By Jenée Tibshraeny
New Zealand’s large general insurers aren’t the only ones scrambling to find enough cash to pay for outstanding claims, more than five years on from the Canterbury earthquakes.
The Medical Insurance Society (MIS) - more commonly known by the name of its parent, the Medical Assurance Society (MAS) - has also run out of reinsurance to pay for the February 2011 quake.
Its chief executive, Martin Stokes, told Interest.co.nz the company has used the $203 million of reinsurance it received for the event, as it’s already paid out $234m in claims.
Yet it expects the bill for the February quake to total $262m, meaning it has dug into its own pockets to cover $59m of this.
In other words, 23% of the February quake claims costs have fallen directly on MIS.
To put this in perspective, with its reinsurance also used up, Tower is footing a $75m bill for the quake. This is equivalent to 17% of the $450m of claims it expects to pay for the event.
This level of exposure has been high enough to spark ratings agency A.M. Best to see Tower’s outlook at ‘negative’, and warn that the quake hangover could have a “material impact on its prospective financial strength”.
Both MIS and Tower still have reinsurance cover available for the September 2010 earthquake.
So where is MIS getting its cash from?
Stokes confirms MIS hasn’t bought an expensive reinsurance top-up, known as Adverse Development Cover (ADC), which companies such as Tower and IAG have used in the wake of the quakes.
Rather, MIS can tap into the piggy bank of the broader group it is a part of.
“The diversified nature of the MAS group (including its General Insurance, Life Insurance, Funds Management and Finance Companies) enhances the prospective financial strength, financial flexibility and sources of capital for each entity with diversified ongoing income streams,” he says.

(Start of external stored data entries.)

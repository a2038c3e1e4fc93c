#![no_main]
use libfuzzer_sys::fuzz_target;
use lzwords::{decode, encode, Configuration};

fuzz_target!(|data: &[u8]| {
    // The first byte picks the code width, the rest is the payload.
    let (width, data) = match data.split_first() {
        Some((&width, data)) => (8 + width % 9, data),
        None => return,
    };
    let config = Configuration::new(width).unwrap();

    let mut encoder = encode::Encoder::with_config(config);
    let mut buffer = Vec::with_capacity(4 * data.len() + 8);
    let result = encoder.into_stream(&mut buffer).encode_all(data);
    assert!(result.status.is_ok(), "{:?}", result.status);

    let mut decoder = decode::Decoder::with_config(config);
    let mut compare = vec![];
    let result = decoder.into_stream(&mut compare).decode_all(buffer.as_slice());
    assert!(result.status.is_ok(), "{:?}", result.status);
    assert_eq!(data, compare.as_slice());
});
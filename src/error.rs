//! Error types of the coders and their configuration.
use thiserror::Error;

/// The error kind after unsuccessful coding of an LZW stream.
#[derive(Error, Clone, Copy, Debug, PartialEq, Eq, Hash)]
pub enum LzwError {
    /// The input contained a code that has not been assigned yet.
    ///
    /// Only the decoder reports this. The stream does not originate from an encoder with the same
    /// configuration, or it was corrupted.
    #[error("invalid code in LZW stream")]
    InvalidCode,
    /// The input contained a byte outside of the configured alphabet.
    #[error("byte outside of the configured alphabet")]
    InvalidByte,
}

/// A rejected [`Configuration`](../struct.Configuration.html).
#[derive(Error, Clone, Copy, Debug, PartialEq, Eq)]
pub enum ConfigError {
    #[error("code width of {width} bits is not within 1..=16")]
    CodeWidth { width: u8 },
    #[error("alphabet of {size} literals is not within 1..=256")]
    AlphabetSize { size: u16 },
    #[error("a table of {table_size} codes can not hold {alphabet_size} literals")]
    TableTooSmall {
        table_size: usize,
        alphabet_size: u16,
    },
}

#[cfg(feature = "std")]
impl From<LzwError> for std::io::Error {
    fn from(err: LzwError) -> Self {
        std::io::Error::new(std::io::ErrorKind::InvalidData, err)
    }
}
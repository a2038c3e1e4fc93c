//! The code table of the compressor.
//!
//! Codes below the alphabet size are literals. Every further code is a pair of a prefix code and
//! one byte, assigned in the order the pairs were learned.
use crate::{Code, Configuration};

/// What a single code stands for.
#[derive(Clone, Copy, Debug, PartialEq, Eq, Hash)]
pub enum Entry {
    /// The code represents exactly this byte.
    Literal(u8),
    /// The code represents the sequence of `prefix` followed by `byte`.
    Pair { prefix: Code, byte: u8 },
}

/// A monotonically growing code table.
///
/// Lookups go through a successor index per code instead of scanning all entries. To avoid using
/// too much memory codes with few successors keep them in a short list that is searched
/// linearly; only codes with many successors get a direct map over all byte values.
pub struct Table {
    /// The configured bound on the number of entries.
    table_size: usize,
    /// The number of literal codes.
    alphabet_size: u16,
    /// Every assigned code, in order.
    entries: Vec<Entry>,
    /// The successor index of each assigned code.
    keys: Vec<FullKey>,
    simples: Vec<Simple>,
    complex: Vec<Full>,
}

#[derive(Clone, Copy)]
enum FullKey {
    NoSuccessor,
    Simple(usize),
    Full(usize),
}

const SHORT: usize = 16;

#[derive(Clone, Copy)]
struct Simple {
    codes: [Code; SHORT],
    chars: [u8; SHORT],
    count: u8,
}

#[derive(Clone, Copy)]
struct Full {
    char_continuation: [Option<Code>; 256],
}

impl Table {
    /// Create a table holding only the literal codes.
    pub fn new(config: &Configuration) -> Self {
        let alphabet_size = config.alphabet_size();
        let table_size = config.table_size();
        let mut entries = Vec::with_capacity(table_size);
        entries.extend((0..alphabet_size).map(|ch| Entry::Literal(ch as u8)));

        Table {
            table_size,
            alphabet_size,
            entries,
            keys: vec![FullKey::NoSuccessor; usize::from(alphabet_size)],
            simples: Vec::new(),
            complex: Vec::new(),
        }
    }

    /// The code the next learned pair will get.
    ///
    /// This is also the number of entries, literals included.
    pub fn next_code(&self) -> usize {
        self.entries.len()
    }

    /// The bound on the number of entries.
    pub fn table_size(&self) -> usize {
        self.table_size
    }

    /// The number of literal codes.
    pub fn alphabet_size(&self) -> u16 {
        self.alphabet_size
    }

    /// If no more pairs can be learned.
    pub fn is_full(&self) -> bool {
        self.entries.len() >= self.table_size
    }

    /// Get the entry of an assigned code.
    pub fn entry(&self, code: Code) -> Option<Entry> {
        self.entries.get(usize::from(code)).copied()
    }

    /// All assigned entries, indexed by their code.
    pub fn entries(&self) -> &[Entry] {
        &self.entries
    }

    /// Find the code of the pair `prefix` followed by `ch`.
    pub fn find(&self, prefix: Code, ch: u8) -> Option<Code> {
        match *self.keys.get(usize::from(prefix))? {
            FullKey::NoSuccessor => None,
            FullKey::Simple(idx) => {
                let nexts = &self.simples[idx];
                nexts
                    .codes
                    .iter()
                    .zip(nexts.chars.iter())
                    .take(usize::from(nexts.count))
                    .find(|&(_, &sch)| sch == ch)
                    .map(|(&scode, _)| scode)
            }
            FullKey::Full(idx) => self.complex[idx].char_continuation[usize::from(ch)],
        }
    }

    /// Find the code of a pair by looking at every learned entry in order.
    ///
    /// This is slow but obviously correct; it always agrees with `find`.
    pub fn scan(&self, prefix: Code, ch: u8) -> Option<Code> {
        let wanted = Entry::Pair { prefix, byte: ch };
        self.entries[usize::from(self.alphabet_size)..]
            .iter()
            .position(|&entry| entry == wanted)
            .map(|idx| (idx + usize::from(self.alphabet_size)) as Code)
    }

    /// Learn the pair `prefix` followed by `ch`, returning its new code.
    ///
    /// Returns `None` and leaves the table untouched once it is full. The caller must make sure
    /// the pair is not yet present and that `prefix` is an assigned code.
    pub fn insert(&mut self, prefix: Code, ch: u8) -> Option<Code> {
        if self.is_full() {
            return None;
        }

        debug_assert!(usize::from(prefix) < self.entries.len());
        debug_assert!(self.find(prefix, ch).is_none());

        let next = self.entries.len() as Code;
        let key = self.keys[usize::from(prefix)];
        match key {
            FullKey::NoSuccessor => {
                let mut simple = Simple::default();
                simple.codes[0] = next;
                simple.chars[0] = ch;
                simple.count = 1;
                self.keys[usize::from(prefix)] = FullKey::Simple(self.simples.len());
                self.simples.push(simple);
            }
            FullKey::Simple(idx) if usize::from(self.simples[idx].count) < SHORT => {
                let nexts = &mut self.simples[idx];
                let nidx = usize::from(nexts.count);
                nexts.chars[nidx] = ch;
                nexts.codes[nidx] = next;
                nexts.count += 1;
            }
            FullKey::Simple(idx) => {
                let simple = &self.simples[idx];
                let mut full = Full {
                    char_continuation: [None; 256],
                };
                for (&pch, &pcont) in simple.chars.iter().zip(simple.codes.iter()) {
                    full.char_continuation[usize::from(pch)] = Some(pcont);
                }
                full.char_continuation[usize::from(ch)] = Some(next);
                self.keys[usize::from(prefix)] = FullKey::Full(self.complex.len());
                self.complex.push(full);
            }
            FullKey::Full(idx) => {
                self.complex[idx].char_continuation[usize::from(ch)] = Some(next);
            }
        }

        self.entries.push(Entry::Pair { prefix, byte: ch });
        self.keys.push(FullKey::NoSuccessor);
        Some(next)
    }
}

impl Default for Simple {
    fn default() -> Self {
        Simple {
            codes: [0; SHORT],
            chars: [0; SHORT],
            count: 0,
        }
    }
}
#[cfg(test)]
mod tests {
    use super::Encoder;
    use crate::table::Entry;
    use crate::{Code, Configuration, LzwError, LzwStatus};

    fn encode_all(encoder: &mut Encoder, data: &[u8]) -> Vec<Code> {
        encoder.codes(data.iter().copied()).collect::<Result<_, _>>().unwrap()
    }

    #[test]
    fn empty_input_has_no_codes() {
        let mut encoder = Encoder::new();
        let mut out = [0; 4];
        encoder.finish();
        let result = encoder.encode_bytes(&[], &mut out);
        assert_eq!(result.consumed_out, 0);
        assert_eq!(result.status, Ok(LzwStatus::Done));
    }

    #[test]
    fn single_byte_is_its_literal() {
        for byte in [0u8, 1, b'A', 255].iter().copied() {
            let mut encoder = Encoder::new();
            assert_eq!(encode_all(&mut encoder, &[byte]), [Code::from(byte)]);
        }
    }

    #[test]
    fn learns_pairs_in_order() {
        let mut encoder = Encoder::new();
        let codes = encode_all(&mut encoder, b"ABAB");
        assert_eq!(codes, [65, 66, 256]);
        assert_eq!(encoder.next_code(), 258);

        // The trailing `A` no longer extends `AB` and is flushed on its own.
        let mut encoder = Encoder::new();
        let codes = encode_all(&mut encoder, b"ABABA");
        assert_eq!(codes, [65, 66, 256, 65]);
        assert_eq!(encoder.next_code(), 259);
    }

    #[test]
    fn pending_code_waits_for_finish() {
        let mut encoder = Encoder::new();
        let mut out = [0; 8];
        let result = encoder.encode_bytes(b"ABAB", &mut out);
        assert_eq!(result.consumed_in, 4);
        assert_eq!(&out[..result.consumed_out], &[65, 66]);
        assert_eq!(result.status, Ok(LzwStatus::Ok));

        let result = encoder.encode_bytes(&[], &mut out);
        assert_eq!(result.status, Ok(LzwStatus::NoProgress));

        encoder.finish();
        let result = encoder.encode_bytes(&[], &mut out);
        assert_eq!(&out[..result.consumed_out], &[256]);
        assert_eq!(result.status, Ok(LzwStatus::Done));

        let result = encoder.encode_bytes(b"more", &mut out);
        assert_eq!(result.consumed_in, 0);
        assert_eq!(result.status, Ok(LzwStatus::Done));
    }

    #[test]
    fn full_output_stops_before_miss() {
        let mut encoder = Encoder::new();
        let mut out = [0; 1];
        let result = encoder.encode_bytes(b"ABC", &mut out);
        // `A` seeds, `B` emits `A`, `C` would emit `B` without room.
        assert_eq!(result.consumed_in, 2);
        assert_eq!(out, [65]);

        let result = encoder.encode_bytes(b"C", &mut out);
        assert_eq!(result.consumed_in, 1);
        assert_eq!(out, [66]);
    }

    #[test]
    fn invalid_input_rejected() {
        let config = Configuration::with_alphabet(4, 4).unwrap();
        let input = [0, 1, 4 /* invalid */, 0];
        let mut target = [0; 16];
        let mut encoder = Encoder::with_config(config);

        encoder.finish();
        let result = encoder.encode_bytes(&input, &mut target);
        assert_eq!(result.status, Err(LzwError::InvalidByte));
        assert_eq!(result.consumed_in, 2);
        assert_eq!(&target[..result.consumed_out], &[0]);
    }

    #[test]
    fn codes_stop_after_error() {
        let config = Configuration::with_alphabet(4, 2).unwrap();
        let mut encoder = Encoder::with_config(config);
        let mut codes = encoder.codes(vec![0, 1, 2, 0]);
        assert_eq!(codes.next(), Some(Ok(0)));
        assert_eq!(codes.next(), Some(Err(LzwError::InvalidByte)));
        assert_eq!(codes.next(), None);
    }

    #[test]
    fn saturation_keeps_matching() {
        // Two literals and room for two learned pairs.
        let config = Configuration::with_alphabet(2, 2).unwrap();
        let mut encoder = Encoder::with_config(config);
        let codes = encode_all(&mut encoder, &[0, 1, 0, 1, 0, 1, 1, 1]);
        // 0|1 -> 2=(0,1), 1|0 -> 3=(1,0), table full.
        // 01 matches 2, 2|0 misses: emit 2. 01 matches 2, 2|1 misses: emit 2.
        // 1|1 misses: emit 1. Flush 1.
        assert_eq!(codes, [0, 1, 2, 2, 1, 1]);
        assert!(encoder.is_saturated());
        assert_eq!(encoder.next_code(), 4);
    }

    #[cfg(feature = "std")]
    #[test]
    fn stream_writes_decimal_lines() {
        let mut encoder = Encoder::new();
        let mut text = vec![];
        let result = encoder.into_stream(&mut text).encode_all(&b"ABAB"[..]);
        result.status.unwrap();
        assert_eq!(result.bytes_read, 4);
        assert_eq!(result.bytes_written, text.len());
        assert_eq!(text, b"65\n66\n256\n");
    }

    #[cfg(feature = "std")]
    #[test]
    fn stream_writes_codes_before_invalid_byte() {
        let config = Configuration::with_alphabet(4, 4).unwrap();
        let mut encoder = Encoder::with_config(config);
        let mut text = vec![];
        let result = encoder.into_stream(&mut text).encode_all(&[0u8, 1, 2, 9][..]);
        let err = result.status.unwrap_err();
        assert_eq!(err.kind(), std::io::ErrorKind::InvalidData);
        assert_eq!(result.bytes_read, 3);
        assert_eq!(text, b"0\n1\n");
        assert_eq!(result.bytes_written, text.len());
    }

    #[test]
    fn accessors_follow_the_table() {
        let config = Configuration::new(9).unwrap();
        let mut encoder = Encoder::with_config(config);
        assert_eq!(encoder.config(), config);
        assert_eq!(encoder.table().table_size(), 512);

        let _ = encode_all(&mut encoder, b"ABAB");
        let table = encoder.table();
        assert_eq!(table.next_code(), encoder.next_code());
        assert_eq!(table.entry(256), Some(Entry::Pair { prefix: 65, byte: b'B' }));
        assert_eq!(table.entry(257), Some(Entry::Pair { prefix: 66, byte: b'A' }));
        assert_eq!(table.entries().len(), 258);
        assert_eq!(table.entries()[65], Entry::Literal(65));
    }

    #[cfg(feature = "std")]
    #[test]
    fn stream_without_finish_keeps_pending() {
        let mut encoder = Encoder::new();
        let mut text = vec![];
        encoder.into_stream(&mut text).encode(&b"AB"[..]).status.unwrap();
        assert_eq!(text, b"65\n");
        encoder.into_stream(&mut text).encode_all(&b"C"[..]).status.unwrap();
        assert_eq!(text, b"65\n66\n67\n");
    }
}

“As at 31 March 2016 the MAS Group held capital of $165m on its balance sheet. As at 31 March 2016, the parent entity of the Group held $41m of liquid capital that could be immediately injected into MIS if required. The parent entity’s liquid capital at the end of July 2016 is expected to be $48m.”

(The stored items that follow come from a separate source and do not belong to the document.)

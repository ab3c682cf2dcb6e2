pub mod persistence;
pub mod settings;
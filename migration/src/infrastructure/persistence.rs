use std::collections::HashSet;

use workflow_common::Database;

use crate::domain::migration::MigrationStep;
use crate::domain::persistence::Persistence;

#[derive(Clone)]
pub struct PersistenceAdapter {
    database: &'static Database,
}

impl PersistenceAdapter {
    pub fn new(database: &'static Database) -> Self {
        Self { database }
    }
}

impl Persistence for PersistenceAdapter {
    async fn load(&self) -> Result<HashSet<String>, anyhow::Error> {
        let sql = "SELECT table_name
            FROM information_schema.tables
            WHERE
              table_schema = $1
              AND table_type = 'BASE TABLE'";

        let mut rows = sqlx::query_scalar::<_, String>(sql)
            .bind(self.database.database_schema())
            .fetch(self.database.database_pool());

        let mut set = HashSet::new();

        use futures::TryStreamExt;
        while let Some(name) = rows.try_next().await? {
            set.insert(name);
        }

        Ok(set)
    }

    async fn apply_migration_steps(&self, steps: Vec<impl MigrationStep>) -> Result<(), anyhow::Error> {
        use futures::stream::{self, StreamExt};

        let mut stream = stream::iter(steps);
        while let Some(step) = stream.next().await {
            let ctx = step.ctx();
            let ddls = step.ddls();
            self.database.execute_in_transaction(ddls, ctx).await?;
        }

        Ok(())
    }

    fn database_schema(&self) -> &str {
        self.database.database_schema()
    }
}
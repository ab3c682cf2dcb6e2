use std::future::Future;

use thiserror::Error;

use crate::domain::entity::{Entity, EntityRef, ValidationErrors};
use crate::domain::identifiers::SubmissionId;
use crate::domain::submission::Submission;

/// Opens units of work. Everything done through one transaction is applied
/// on `commit` or not at all; dropping it without commit rolls it back.
pub trait WorkflowStore: Send + Sync + 'static {
    type Tx: WorkflowTransaction;

    fn begin(&self) -> impl Future<Output = Result<Self::Tx, RepositoryError>> + Send;
}

pub trait WorkflowTransaction: SubmissionRepository + EntityStore + Send {
    fn commit(self) -> impl Future<Output = Result<(), RepositoryError>> + Send;
}

pub trait SubmissionRepository {
    /// Find submission by its id, locking it until the transaction ends
    fn find_by_id(
        &mut self,
        id: SubmissionId,
    ) -> impl Future<Output = Result<Option<Submission>, RepositoryError>> + Send;

    /// All submissions of one entity version, newest first
    fn find_by_owner(
        &mut self,
        owner: &EntityRef,
    ) -> impl Future<Output = Result<Vec<Submission>, RepositoryError>> + Send;

    /// Insert new submission, fails with `UniqueViolation`
    /// if the owner already has an active one
    fn insert(
        &mut self,
        submission: &Submission,
    ) -> impl Future<Output = Result<(), RepositoryError>> + Send;

    /// Store status, reviewer and reason of an existing submission
    fn update(
        &mut self,
        submission: &Submission,
    ) -> impl Future<Output = Result<(), RepositoryError>> + Send;
}

pub trait EntityStore {
    fn load(
        &mut self,
        reference: &EntityRef,
    ) -> impl Future<Output = Result<Option<Entity>, RepositoryError>> + Send;

    /// Create or overwrite entity content. Section and live flag of an existing entity are kept.
    fn save(&mut self, entity: &Entity) -> impl Future<Output = Result<(), RepositoryError>> + Send;

    /// Flip the live flag. For a draft the draft content is applied to the canonical entity first.
    fn set_published(
        &mut self,
        reference: &EntityRef,
        published: bool,
    ) -> impl Future<Output = Result<(), RepositoryError>> + Send;

    /// Run the publish validation against stored content
    fn validate_for_publish(
        &mut self,
        reference: &EntityRef,
    ) -> impl Future<Output = Result<ValidationErrors, RepositoryError>> + Send;
}

#[derive(Debug, Error)]
pub enum RepositoryError {
    #[error("{0} not found")]
    NotFound(String),
    #[error("unique violation: {0}")]
    UniqueViolation(String),
    #[error("database error: {0}")]
    DatabaseError(String),
}
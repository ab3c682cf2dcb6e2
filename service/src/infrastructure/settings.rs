use std::collections::{HashMap, HashSet};
use std::env;

use anyhow::{Context, anyhow};
use config::{Config, Environment, File};
use dotenvy::dotenv;
use serde::Deserialize;
use workflow_common::DatabaseSettings;

use crate::domain::config::{EnabledSections, WorkflowConfig};
use crate::domain::entity::PublishRules;
use crate::domain::identifiers::{Capability, ScopeId};

#[derive(Debug, Clone, Deserialize)]
pub struct Settings {
    pub server_port: String,
    pub database: DatabaseSettings,
    pub workflow: WorkflowSettings,
}

/// Raw `workflow` section, turned into domain config by `workflow_config` and `publish_rules`
#[derive(Debug, Clone, Deserialize)]
pub struct WorkflowSettings {
    enabled_sections: EnabledSectionsSetting,
    editor_capability: String,
    publisher_capability: String,
    #[serde(default)]
    required_fields: HashMap<String, Vec<String>>,
}

/// `"*"` (or `"all"`) or a list of section handles
#[derive(Debug, Clone, Deserialize)]
#[serde(untagged)]
enum EnabledSectionsSetting {
    Wildcard(String),
    List(Vec<String>),
}

impl Settings {
    pub fn from_env() -> anyhow::Result<Self> {
        dotenv().ok();
        let run_mode = load_env("RUN_MODE", "development");

        let s = Config::builder()
            .add_source(File::with_name("./config/default"))
            .add_source(File::with_name(&format!("./config/{run_mode}")).required(false))
            .add_source(
                Environment::with_prefix("app")
                    .prefix_separator("__")
                    .separator("__"),
            )
            .build()?;

        s.try_deserialize().with_context(|| "failed to read config")
    }
}

impl WorkflowSettings {
    pub fn workflow_config(&self) -> anyhow::Result<WorkflowConfig> {
        let enabled_sections = match &self.enabled_sections {
            EnabledSectionsSetting::Wildcard(value) if value == "*" || value == "all" => {
                EnabledSections::All
            }
            EnabledSectionsSetting::Wildcard(value) => {
                return Err(anyhow!(
                    "workflow.enabled_sections must be \"*\" or a list of sections, got '{}'",
                    value
                ));
            }
            EnabledSectionsSetting::List(sections) => EnabledSections::Only(
                sections
                    .iter()
                    .map(|s| parse_scope(s))
                    .collect::<anyhow::Result<HashSet<_>>>()?,
            ),
        };

        let editor_capability = Capability::try_new(self.editor_capability.as_str())
            .with_context(|| "workflow.editor_capability is not set")?;
        let publisher_capability = Capability::try_new(self.publisher_capability.as_str())
            .with_context(|| "workflow.publisher_capability is not set")?;

        Ok(WorkflowConfig {
            enabled_sections,
            editor_capability,
            publisher_capability,
        })
    }

    pub fn publish_rules(&self) -> anyhow::Result<PublishRules> {
        let required_fields = self
            .required_fields
            .iter()
            .map(|(section, fields)| Ok::<_, anyhow::Error>((parse_scope(section)?, fields.clone())))
            .collect::<anyhow::Result<HashMap<_, _>>>()?;

        Ok(PublishRules::new(required_fields))
    }
}

fn parse_scope(value: &str) -> anyhow::Result<ScopeId> {
    ScopeId::try_new(value).with_context(|| format!("invalid section handle '{}'", value))
}

fn load_env(key: &str, default_value: &'static str) -> String {
    env::var(key).unwrap_or_else(|_| default_value.into())
}

#[cfg(test)]
mod tests {
    use config::FileFormat;

    use super::*;

    fn workflow_settings(yaml: &str) -> WorkflowSettings {
        Config::builder()
            .add_source(File::from_str(yaml, FileFormat::Yaml))
            .build()
            .unwrap()
            .try_deserialize()
            .unwrap()
    }

    #[test]
    fn test_all_sections() {
        let settings = workflow_settings(
            r#"
enabled_sections: "*"
editor_capability: workflow-editor
publisher_capability: workflow-publisher
"#,
        );

        let config = settings.workflow_config().unwrap();
        assert_eq!(config.enabled_sections, EnabledSections::All);
        assert_eq!(config.editor_capability.as_ref(), "workflow-editor");
        assert_eq!(config.publisher_capability.as_ref(), "workflow-publisher");
    }

    #[test]
    fn test_listed_sections_and_rules() {
        let settings = workflow_settings(
            r#"
enabled_sections: [News, blog]
editor_capability: editor
publisher_capability: publisher
required_fields:
  news: [summary, body]
"#,
        );

        let config = settings.workflow_config().unwrap();
        let news = ScopeId::try_new("news").unwrap();
        assert!(config.enabled_sections.contains(&news));
        assert!(!config.enabled_sections.contains(&ScopeId::try_new("pages").unwrap()));
        assert!(settings.publish_rules().is_ok());
    }

    #[test]
    fn test_misconfigured_workflow() {
        let settings = workflow_settings(
            r#"
enabled_sections: "*"
editor_capability: "  "
publisher_capability: publisher
"#,
        );
        assert!(settings.workflow_config().is_err());

        let settings = workflow_settings(
            r#"
enabled_sections: "some"
editor_capability: editor
publisher_capability: publisher
"#,
        );
        assert!(settings.workflow_config().is_err());
    }
}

According to MIS’s just published financial results for the year ended March 31 2016, the private company issued 7.5m shares, at $1 per share, to MAS.
The results also indicate some funds have been shuffled between MIS and MAS.

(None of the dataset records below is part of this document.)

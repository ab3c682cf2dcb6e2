use std::env;

use anyhow::Context;
use config::{Config, Environment, File};
use dotenvy::dotenv;
use serde::Deserialize;
use workflow_common::DatabaseSettings;

/// Only the database part of the shared configuration is needed here
#[derive(Debug, Clone, Deserialize)]
pub struct Settings {
    pub database: DatabaseSettings,
}

impl Settings {
    pub fn from_env() -> anyhow::Result<Self> {
        dotenv().ok();
        let run_mode = load_env("RUN_MODE", "development");

        let s = Config::builder()
            .add_source(File::with_name("./config/default"))
            .add_source(File::with_name(&format!("./config/{run_mode}")).required(false))
            .add_source(
                Environment::with_prefix("app")
                    .prefix_separator("__")
                    .separator("__"),
            )
            .build()?;

        s.try_deserialize().with_context(|| "failed to read config")
    }
}

fn load_env(key: &str, default_value: &'static str) -> String {
    env::var(key).unwrap_or_else(|_| default_value.into())
}
pub mod error;
pub mod lifecycle;

use chrono::{DateTime, Utc};

use crate::domain::entity::EntityRef;
use crate::domain::identifiers::{ActorId, SubmissionId};
use crate::domain::submission::lifecycle::SubmissionStatus;

/// One review round of one entity version.
/// Records are never deleted, a new round creates a new record.
#[derive(Debug, Clone, PartialEq)]
pub struct Submission {
    pub id: SubmissionId,
    /// Entity version under review
    pub owner: EntityRef,
    pub status: SubmissionStatus,
    pub submitted_by: Option<ActorId>,
    pub reviewed_by: Option<ActorId>,
    /// Reviewer's note, set on rejection
    pub reason: Option<String>,
    pub created_at: DateTime<Utc>,
    pub updated_at: DateTime<Utc>,
}

impl Submission {
    pub fn submitted(owner: EntityRef, actor: ActorId, now: DateTime<Utc>) -> Self {
        Self {
            id: SubmissionId::generate(),
            owner,
            status: SubmissionStatus::Submitted,
            submitted_by: Some(actor),
            reviewed_by: None,
            reason: None,
            created_at: now,
            updated_at: now,
        }
    }

    pub fn is_active(&self) -> bool {
        self.status.is_active()
    }
}

/// Picks the submission a reader should see: the active one if any,
/// otherwise the most recently created terminal one.
pub fn pick_current(mut submissions: Vec<Submission>) -> Option<Submission> {
    submissions.sort_by(|a, b| b.created_at.cmp(&a.created_at));

    let index = submissions
        .iter()
        .position(Submission::is_active)
        .or_else(|| submissions.iter().position(|s| s.status.is_terminal()))?;
    Some(submissions.swap_remove(index))
}

#[cfg(test)]
mod tests {
    use chrono::TimeDelta;

    use super::*;
    use crate::domain::identifiers::{OwnerId, SiteId};

    fn submission(status: SubmissionStatus, created_at: DateTime<Utc>) -> Submission {
        let owner = EntityRef::new(
            OwnerId::try_new("E123").unwrap(),
            SiteId::try_new("site1").unwrap(),
            None,
        );
        Submission {
            status,
            created_at,
            updated_at: created_at,
            ..Submission::submitted(owner, ActorId::try_new("a").unwrap(), created_at)
        }
    }

    #[test]
    fn test_active_wins_over_newer_terminal() {
        let t1 = Utc::now();
        let t2 = t1 + TimeDelta::seconds(5);
        let active = submission(SubmissionStatus::Submitted, t1);
        let newest = submission(SubmissionStatus::Approved, t2);

        let current = pick_current(vec![newest, active.clone()]).unwrap();
        assert_eq!(current.id, active.id);
    }

    #[test]
    fn test_latest_terminal_without_active() {
        let t1 = Utc::now();
        let older = submission(SubmissionStatus::Rejected, t1);
        let newer = submission(SubmissionStatus::Approved, t1 + TimeDelta::seconds(1));

        let current = pick_current(vec![older, newer.clone()]).unwrap();
        assert_eq!(current.id, newer.id);
    }

    #[test]
    fn test_nothing_submitted() {
        assert!(pick_current(Vec::new()).is_none());
    }
}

MIS still to clear $54m of outstanding claims off its books, while recovering from a loss
While MIS's capital fell back slightly over the year to $35m, it still has a solvency margin of $18m above that required by the Reserve Bank (solvency ratio of 2.3x).
Yet the results show MIS widened its net loss after tax, from $3m in 2015 to $11m in 2016. This stemmed largely from it paying more claims, yet hardly increasing the amount it earnt in premiums.
Figures provided by Stokes show that in the year to March, MIS paid $64m in claims related to all events that occurred in the 2011 financial year and $1.5m in claims related to those that occurred in 2012.
So as at March, it had paid $393m (90%) of the $437m it expects the events in these years to cost.
Adding all MIS's non-quake related claims to the mix, it has a total of $54m of claims to clear off its books.
The problem for MIS, as with all insurers, is that its estimated quake claims costs keep rising every year as it receives more claims from EQC and building costs increase.